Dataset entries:
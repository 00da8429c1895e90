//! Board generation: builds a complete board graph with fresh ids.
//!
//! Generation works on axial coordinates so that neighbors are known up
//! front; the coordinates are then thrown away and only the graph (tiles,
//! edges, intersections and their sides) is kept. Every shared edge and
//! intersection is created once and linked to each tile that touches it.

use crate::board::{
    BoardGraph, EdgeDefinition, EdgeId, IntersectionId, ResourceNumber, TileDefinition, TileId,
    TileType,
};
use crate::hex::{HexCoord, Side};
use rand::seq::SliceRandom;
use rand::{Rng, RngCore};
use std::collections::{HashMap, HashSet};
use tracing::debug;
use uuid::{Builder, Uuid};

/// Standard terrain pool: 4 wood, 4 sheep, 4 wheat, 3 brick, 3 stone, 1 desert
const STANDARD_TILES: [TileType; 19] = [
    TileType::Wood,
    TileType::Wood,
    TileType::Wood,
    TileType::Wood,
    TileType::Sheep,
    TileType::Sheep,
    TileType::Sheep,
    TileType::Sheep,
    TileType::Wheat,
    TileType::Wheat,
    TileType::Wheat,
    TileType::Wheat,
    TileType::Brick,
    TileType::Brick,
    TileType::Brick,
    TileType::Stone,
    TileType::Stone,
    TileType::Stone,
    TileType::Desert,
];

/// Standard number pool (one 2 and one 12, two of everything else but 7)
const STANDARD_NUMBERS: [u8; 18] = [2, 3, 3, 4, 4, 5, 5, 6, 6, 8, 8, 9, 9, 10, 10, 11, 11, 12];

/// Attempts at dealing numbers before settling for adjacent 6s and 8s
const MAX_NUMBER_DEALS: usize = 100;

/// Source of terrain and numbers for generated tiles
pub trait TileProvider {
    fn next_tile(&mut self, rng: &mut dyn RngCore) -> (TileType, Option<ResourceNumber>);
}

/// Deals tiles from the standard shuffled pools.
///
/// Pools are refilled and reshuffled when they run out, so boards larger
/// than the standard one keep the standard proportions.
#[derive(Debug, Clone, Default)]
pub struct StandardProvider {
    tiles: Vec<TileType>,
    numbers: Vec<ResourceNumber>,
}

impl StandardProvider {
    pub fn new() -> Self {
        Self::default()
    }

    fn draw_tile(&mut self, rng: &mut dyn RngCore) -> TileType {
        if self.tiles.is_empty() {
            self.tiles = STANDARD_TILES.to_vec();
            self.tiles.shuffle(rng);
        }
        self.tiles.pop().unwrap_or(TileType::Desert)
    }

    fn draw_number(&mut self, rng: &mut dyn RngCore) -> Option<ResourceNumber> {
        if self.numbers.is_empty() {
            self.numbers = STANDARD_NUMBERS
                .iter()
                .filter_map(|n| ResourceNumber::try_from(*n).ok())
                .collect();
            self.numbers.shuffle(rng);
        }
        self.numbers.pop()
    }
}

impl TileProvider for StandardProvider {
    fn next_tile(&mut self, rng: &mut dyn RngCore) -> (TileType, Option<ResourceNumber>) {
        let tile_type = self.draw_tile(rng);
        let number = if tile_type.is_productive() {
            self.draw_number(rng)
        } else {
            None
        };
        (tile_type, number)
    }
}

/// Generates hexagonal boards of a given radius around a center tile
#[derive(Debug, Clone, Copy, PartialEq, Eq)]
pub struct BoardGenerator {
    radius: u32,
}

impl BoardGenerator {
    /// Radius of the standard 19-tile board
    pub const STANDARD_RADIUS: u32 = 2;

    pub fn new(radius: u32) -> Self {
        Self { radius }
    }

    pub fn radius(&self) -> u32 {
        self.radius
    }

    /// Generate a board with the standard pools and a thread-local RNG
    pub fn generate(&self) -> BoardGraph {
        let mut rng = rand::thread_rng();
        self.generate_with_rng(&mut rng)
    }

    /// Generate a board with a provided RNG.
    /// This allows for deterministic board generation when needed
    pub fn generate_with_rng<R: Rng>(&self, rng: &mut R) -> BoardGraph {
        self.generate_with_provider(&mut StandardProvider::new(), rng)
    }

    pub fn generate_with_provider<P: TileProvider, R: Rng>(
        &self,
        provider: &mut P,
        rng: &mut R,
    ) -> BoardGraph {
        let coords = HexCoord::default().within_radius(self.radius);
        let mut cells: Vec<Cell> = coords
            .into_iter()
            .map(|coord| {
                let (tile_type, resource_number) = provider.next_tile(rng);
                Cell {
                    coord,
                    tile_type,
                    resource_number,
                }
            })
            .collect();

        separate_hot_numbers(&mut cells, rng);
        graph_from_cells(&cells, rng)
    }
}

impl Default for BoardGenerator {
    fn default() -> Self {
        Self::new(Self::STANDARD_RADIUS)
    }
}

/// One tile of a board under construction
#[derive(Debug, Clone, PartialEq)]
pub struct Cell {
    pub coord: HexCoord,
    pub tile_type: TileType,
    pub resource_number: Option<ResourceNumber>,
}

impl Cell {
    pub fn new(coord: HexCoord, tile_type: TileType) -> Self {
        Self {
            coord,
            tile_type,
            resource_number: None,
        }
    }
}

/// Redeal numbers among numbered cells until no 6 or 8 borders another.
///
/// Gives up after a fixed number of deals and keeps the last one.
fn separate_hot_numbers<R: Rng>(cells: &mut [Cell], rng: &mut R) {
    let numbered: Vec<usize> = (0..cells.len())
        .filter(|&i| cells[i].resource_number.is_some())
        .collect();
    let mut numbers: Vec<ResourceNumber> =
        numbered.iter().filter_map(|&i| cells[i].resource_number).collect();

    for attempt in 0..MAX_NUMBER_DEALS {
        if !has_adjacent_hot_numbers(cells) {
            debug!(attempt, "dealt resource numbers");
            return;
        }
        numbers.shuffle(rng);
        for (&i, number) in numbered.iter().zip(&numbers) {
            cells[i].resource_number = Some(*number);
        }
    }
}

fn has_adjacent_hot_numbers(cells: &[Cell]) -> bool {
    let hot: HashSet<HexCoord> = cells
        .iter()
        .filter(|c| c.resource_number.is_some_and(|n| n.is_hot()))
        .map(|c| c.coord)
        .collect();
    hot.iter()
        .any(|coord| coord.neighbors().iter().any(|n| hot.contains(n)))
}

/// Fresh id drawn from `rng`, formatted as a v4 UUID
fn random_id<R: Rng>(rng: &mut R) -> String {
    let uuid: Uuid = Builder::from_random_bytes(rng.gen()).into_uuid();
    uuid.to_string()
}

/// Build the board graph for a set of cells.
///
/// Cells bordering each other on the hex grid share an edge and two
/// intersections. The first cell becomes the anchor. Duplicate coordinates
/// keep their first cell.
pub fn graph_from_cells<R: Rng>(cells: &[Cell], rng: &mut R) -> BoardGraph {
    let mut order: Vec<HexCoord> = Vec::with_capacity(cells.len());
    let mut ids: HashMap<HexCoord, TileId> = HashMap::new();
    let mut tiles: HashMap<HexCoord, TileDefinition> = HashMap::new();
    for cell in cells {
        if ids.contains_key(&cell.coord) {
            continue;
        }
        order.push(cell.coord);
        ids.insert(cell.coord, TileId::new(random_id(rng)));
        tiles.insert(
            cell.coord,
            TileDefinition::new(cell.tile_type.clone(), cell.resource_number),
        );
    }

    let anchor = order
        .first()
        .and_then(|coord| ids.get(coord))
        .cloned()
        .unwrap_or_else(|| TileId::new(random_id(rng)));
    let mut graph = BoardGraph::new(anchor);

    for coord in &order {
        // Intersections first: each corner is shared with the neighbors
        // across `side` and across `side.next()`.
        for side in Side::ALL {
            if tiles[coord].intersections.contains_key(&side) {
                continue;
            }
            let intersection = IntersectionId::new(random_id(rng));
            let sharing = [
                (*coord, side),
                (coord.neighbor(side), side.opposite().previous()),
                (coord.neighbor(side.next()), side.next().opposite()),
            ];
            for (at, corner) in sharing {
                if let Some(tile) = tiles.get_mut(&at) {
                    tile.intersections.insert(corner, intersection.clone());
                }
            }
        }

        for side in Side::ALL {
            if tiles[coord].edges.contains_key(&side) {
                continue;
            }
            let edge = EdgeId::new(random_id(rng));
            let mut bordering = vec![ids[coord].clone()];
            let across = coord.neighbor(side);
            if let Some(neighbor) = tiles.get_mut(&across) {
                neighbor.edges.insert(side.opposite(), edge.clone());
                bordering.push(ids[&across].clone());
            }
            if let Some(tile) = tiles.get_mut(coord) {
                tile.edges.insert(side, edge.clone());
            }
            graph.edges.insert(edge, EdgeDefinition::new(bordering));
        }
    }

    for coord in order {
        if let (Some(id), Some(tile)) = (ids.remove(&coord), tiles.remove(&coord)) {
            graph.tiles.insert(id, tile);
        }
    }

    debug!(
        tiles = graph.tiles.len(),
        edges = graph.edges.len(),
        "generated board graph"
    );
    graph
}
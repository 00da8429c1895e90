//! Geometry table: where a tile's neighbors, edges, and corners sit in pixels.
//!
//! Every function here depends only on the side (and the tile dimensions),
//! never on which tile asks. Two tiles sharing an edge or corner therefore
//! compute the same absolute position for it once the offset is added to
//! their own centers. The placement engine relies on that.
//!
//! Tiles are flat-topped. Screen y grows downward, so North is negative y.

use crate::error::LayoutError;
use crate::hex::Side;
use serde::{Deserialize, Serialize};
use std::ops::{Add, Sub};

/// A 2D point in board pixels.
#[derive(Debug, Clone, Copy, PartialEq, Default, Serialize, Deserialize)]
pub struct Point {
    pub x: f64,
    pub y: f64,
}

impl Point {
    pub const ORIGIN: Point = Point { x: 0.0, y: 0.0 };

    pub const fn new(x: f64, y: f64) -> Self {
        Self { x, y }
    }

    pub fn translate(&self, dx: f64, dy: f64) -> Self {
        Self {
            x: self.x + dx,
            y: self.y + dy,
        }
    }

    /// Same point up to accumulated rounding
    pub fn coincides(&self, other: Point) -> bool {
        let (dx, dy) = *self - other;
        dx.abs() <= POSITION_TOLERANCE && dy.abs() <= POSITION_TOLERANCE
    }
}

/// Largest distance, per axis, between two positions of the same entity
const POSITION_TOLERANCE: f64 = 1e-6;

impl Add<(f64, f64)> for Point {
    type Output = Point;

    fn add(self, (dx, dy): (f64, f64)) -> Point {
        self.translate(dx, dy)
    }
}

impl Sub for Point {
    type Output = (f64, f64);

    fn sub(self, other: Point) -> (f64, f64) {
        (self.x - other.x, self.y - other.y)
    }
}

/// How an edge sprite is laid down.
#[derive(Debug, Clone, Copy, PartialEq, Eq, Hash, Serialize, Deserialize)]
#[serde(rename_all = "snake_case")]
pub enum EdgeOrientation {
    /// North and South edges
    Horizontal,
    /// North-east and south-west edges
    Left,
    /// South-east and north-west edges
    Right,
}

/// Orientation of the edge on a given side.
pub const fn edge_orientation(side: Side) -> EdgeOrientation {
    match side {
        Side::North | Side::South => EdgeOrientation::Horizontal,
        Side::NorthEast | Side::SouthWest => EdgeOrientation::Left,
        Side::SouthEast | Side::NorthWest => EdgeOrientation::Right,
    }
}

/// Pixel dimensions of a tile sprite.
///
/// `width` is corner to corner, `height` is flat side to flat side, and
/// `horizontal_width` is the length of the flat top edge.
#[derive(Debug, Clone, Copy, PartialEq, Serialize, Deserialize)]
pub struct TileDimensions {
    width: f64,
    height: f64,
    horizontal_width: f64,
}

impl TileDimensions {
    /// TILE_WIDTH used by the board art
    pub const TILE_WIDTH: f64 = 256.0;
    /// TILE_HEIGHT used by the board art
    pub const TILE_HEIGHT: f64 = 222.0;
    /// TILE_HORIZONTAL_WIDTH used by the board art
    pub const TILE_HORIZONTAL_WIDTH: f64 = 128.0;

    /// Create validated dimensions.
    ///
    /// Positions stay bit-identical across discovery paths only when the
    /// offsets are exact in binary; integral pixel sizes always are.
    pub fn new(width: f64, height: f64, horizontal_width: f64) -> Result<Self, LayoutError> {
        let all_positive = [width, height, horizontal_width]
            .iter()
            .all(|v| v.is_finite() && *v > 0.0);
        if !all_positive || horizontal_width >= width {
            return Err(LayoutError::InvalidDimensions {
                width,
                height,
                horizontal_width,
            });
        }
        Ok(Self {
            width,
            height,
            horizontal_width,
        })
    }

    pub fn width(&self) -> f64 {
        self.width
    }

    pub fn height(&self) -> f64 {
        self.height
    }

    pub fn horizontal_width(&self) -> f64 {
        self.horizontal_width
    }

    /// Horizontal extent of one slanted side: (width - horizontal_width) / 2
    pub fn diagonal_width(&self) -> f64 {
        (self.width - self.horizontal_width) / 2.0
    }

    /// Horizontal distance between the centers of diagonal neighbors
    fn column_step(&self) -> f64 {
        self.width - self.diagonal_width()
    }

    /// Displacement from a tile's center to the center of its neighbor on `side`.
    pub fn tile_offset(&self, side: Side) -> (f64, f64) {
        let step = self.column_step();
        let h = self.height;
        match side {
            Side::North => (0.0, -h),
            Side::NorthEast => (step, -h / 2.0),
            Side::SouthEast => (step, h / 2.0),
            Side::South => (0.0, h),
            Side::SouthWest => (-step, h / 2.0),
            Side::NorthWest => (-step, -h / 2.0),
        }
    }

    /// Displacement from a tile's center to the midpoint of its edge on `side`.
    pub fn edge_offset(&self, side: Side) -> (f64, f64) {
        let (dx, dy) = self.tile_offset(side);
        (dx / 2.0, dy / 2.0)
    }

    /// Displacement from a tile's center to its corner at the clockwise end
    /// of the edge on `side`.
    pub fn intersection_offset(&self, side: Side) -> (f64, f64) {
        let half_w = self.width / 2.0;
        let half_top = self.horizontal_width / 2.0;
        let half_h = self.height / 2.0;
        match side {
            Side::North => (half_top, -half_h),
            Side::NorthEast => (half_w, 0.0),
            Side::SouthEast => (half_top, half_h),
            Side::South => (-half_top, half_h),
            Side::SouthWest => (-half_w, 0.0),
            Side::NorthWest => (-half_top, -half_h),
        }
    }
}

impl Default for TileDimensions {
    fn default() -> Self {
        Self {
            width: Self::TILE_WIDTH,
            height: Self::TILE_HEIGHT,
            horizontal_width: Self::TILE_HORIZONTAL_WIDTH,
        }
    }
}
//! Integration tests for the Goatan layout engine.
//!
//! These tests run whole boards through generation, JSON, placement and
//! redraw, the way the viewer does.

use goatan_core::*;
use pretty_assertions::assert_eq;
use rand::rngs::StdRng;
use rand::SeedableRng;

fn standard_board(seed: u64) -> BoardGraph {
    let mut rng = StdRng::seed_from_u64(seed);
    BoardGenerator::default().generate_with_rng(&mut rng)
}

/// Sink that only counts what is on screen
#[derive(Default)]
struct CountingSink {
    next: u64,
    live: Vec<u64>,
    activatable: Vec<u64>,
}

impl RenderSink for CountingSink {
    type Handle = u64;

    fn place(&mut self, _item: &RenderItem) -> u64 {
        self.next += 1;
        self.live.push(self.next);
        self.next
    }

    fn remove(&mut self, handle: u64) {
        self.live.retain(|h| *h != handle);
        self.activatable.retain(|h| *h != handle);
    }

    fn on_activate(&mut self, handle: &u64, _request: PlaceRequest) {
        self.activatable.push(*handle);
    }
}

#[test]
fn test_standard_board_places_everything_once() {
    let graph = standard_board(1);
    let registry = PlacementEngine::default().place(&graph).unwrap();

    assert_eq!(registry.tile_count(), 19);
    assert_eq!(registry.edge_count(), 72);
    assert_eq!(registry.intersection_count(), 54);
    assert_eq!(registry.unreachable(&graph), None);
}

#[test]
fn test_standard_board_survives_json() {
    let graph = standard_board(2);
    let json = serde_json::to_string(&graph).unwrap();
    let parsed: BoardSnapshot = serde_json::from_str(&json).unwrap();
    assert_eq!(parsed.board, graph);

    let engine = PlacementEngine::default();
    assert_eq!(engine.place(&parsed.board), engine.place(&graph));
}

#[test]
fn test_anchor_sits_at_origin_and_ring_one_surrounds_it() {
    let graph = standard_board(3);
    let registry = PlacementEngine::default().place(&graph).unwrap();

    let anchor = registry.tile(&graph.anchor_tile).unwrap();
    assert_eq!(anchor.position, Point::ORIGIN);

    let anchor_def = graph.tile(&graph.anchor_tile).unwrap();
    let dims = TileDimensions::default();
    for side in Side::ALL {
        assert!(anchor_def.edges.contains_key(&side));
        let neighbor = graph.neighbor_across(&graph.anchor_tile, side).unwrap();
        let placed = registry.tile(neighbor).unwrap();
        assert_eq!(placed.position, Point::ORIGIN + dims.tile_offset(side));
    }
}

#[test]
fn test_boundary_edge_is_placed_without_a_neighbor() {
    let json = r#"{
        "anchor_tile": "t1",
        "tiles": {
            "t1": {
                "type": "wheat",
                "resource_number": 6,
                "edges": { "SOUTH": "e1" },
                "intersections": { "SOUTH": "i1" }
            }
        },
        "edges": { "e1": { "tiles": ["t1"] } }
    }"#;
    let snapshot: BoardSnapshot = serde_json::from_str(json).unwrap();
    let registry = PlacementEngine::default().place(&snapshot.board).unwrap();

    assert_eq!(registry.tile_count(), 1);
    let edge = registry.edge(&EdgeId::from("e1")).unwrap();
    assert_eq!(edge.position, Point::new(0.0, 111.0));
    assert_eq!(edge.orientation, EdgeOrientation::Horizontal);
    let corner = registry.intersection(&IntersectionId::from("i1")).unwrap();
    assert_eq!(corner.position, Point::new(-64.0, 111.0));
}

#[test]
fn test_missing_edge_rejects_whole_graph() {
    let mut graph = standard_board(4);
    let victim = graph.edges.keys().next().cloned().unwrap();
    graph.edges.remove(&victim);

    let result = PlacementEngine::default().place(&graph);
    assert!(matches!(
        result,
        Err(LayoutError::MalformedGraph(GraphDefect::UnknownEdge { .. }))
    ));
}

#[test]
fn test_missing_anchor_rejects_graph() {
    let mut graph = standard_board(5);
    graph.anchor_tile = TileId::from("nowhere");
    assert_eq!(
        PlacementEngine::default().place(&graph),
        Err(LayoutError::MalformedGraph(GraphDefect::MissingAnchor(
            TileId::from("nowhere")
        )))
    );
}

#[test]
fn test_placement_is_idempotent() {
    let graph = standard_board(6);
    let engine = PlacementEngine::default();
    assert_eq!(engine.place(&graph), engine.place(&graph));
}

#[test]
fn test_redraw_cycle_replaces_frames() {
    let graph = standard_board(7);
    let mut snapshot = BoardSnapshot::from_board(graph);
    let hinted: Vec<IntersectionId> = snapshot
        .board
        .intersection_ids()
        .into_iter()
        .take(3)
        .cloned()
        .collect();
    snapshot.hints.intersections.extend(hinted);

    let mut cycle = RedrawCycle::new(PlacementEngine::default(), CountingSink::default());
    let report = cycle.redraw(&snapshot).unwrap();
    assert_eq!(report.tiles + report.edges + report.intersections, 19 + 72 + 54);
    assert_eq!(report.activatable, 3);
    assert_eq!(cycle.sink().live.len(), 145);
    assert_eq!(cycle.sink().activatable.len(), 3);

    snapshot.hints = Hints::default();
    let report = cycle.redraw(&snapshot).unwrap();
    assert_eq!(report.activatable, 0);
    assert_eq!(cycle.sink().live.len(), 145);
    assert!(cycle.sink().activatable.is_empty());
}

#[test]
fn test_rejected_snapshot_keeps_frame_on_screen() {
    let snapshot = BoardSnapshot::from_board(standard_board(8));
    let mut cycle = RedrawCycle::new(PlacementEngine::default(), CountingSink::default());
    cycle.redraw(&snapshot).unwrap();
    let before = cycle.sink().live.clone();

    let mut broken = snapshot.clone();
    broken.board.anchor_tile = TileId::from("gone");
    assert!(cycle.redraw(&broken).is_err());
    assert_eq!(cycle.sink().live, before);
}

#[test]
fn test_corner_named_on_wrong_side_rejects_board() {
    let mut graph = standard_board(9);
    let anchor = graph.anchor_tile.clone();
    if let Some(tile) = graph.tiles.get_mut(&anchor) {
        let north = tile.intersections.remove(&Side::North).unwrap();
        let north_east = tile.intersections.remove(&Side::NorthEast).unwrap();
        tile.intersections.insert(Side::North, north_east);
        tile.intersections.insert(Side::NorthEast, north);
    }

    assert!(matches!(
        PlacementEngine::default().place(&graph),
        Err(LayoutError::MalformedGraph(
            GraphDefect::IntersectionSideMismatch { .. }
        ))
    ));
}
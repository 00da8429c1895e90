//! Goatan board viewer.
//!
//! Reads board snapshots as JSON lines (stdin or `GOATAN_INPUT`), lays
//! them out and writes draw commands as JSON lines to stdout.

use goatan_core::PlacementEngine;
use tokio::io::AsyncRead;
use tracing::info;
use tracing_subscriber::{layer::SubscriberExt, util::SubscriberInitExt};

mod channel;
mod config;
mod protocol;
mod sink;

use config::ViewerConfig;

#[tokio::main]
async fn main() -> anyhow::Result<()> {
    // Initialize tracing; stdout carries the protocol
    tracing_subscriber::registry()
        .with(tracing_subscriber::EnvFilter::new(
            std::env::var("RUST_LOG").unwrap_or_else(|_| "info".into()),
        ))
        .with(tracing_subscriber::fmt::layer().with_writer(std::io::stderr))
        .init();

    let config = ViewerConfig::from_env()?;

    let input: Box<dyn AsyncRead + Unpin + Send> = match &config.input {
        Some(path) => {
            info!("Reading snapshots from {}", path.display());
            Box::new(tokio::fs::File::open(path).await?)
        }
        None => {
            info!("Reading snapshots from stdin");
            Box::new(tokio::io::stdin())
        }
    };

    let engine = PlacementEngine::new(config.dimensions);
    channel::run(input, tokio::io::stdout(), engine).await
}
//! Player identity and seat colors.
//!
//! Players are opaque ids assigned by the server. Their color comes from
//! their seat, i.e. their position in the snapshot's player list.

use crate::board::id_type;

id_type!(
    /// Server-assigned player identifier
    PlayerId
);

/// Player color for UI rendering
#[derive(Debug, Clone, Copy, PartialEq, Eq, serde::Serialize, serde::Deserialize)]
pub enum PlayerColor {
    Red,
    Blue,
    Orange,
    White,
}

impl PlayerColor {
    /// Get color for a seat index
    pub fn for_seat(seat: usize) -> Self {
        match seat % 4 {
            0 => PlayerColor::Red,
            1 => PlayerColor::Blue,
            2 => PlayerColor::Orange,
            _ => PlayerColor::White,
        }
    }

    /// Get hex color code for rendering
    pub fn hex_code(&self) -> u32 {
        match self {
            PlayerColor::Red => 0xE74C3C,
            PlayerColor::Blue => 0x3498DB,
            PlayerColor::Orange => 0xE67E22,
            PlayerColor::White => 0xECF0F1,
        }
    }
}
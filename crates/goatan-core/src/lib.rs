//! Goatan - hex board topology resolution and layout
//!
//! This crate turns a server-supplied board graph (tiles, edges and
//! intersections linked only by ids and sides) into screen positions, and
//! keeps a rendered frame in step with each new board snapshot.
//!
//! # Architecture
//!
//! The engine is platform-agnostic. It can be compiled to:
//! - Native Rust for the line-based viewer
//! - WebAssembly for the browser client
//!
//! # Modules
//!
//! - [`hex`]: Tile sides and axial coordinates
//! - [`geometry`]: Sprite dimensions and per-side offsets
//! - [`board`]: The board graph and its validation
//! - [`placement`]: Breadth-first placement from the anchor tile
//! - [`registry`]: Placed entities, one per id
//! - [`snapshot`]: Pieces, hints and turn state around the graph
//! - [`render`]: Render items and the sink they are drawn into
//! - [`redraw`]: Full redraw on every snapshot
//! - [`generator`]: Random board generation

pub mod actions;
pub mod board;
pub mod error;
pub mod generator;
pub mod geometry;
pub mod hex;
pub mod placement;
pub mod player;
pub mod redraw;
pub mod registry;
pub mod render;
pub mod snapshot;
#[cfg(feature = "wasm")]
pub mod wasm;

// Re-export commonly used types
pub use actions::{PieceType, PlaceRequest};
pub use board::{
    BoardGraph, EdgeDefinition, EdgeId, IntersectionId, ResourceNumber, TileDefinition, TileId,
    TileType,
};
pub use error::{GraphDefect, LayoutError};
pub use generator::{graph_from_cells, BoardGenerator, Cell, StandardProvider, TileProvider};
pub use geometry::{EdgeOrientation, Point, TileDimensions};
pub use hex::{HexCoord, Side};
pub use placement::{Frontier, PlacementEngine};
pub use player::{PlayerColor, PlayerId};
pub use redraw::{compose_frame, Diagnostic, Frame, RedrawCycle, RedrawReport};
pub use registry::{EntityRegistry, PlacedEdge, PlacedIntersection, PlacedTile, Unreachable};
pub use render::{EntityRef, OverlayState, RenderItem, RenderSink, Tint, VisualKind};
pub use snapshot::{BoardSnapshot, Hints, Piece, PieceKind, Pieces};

DIRECTIONS —
For each line above that includes "axial", make a copy.

TASK ANSWER —
//! Generation works on axial coordinates so that neighbors are known up
//! - [`hex`]: Tile sides and axial coordinates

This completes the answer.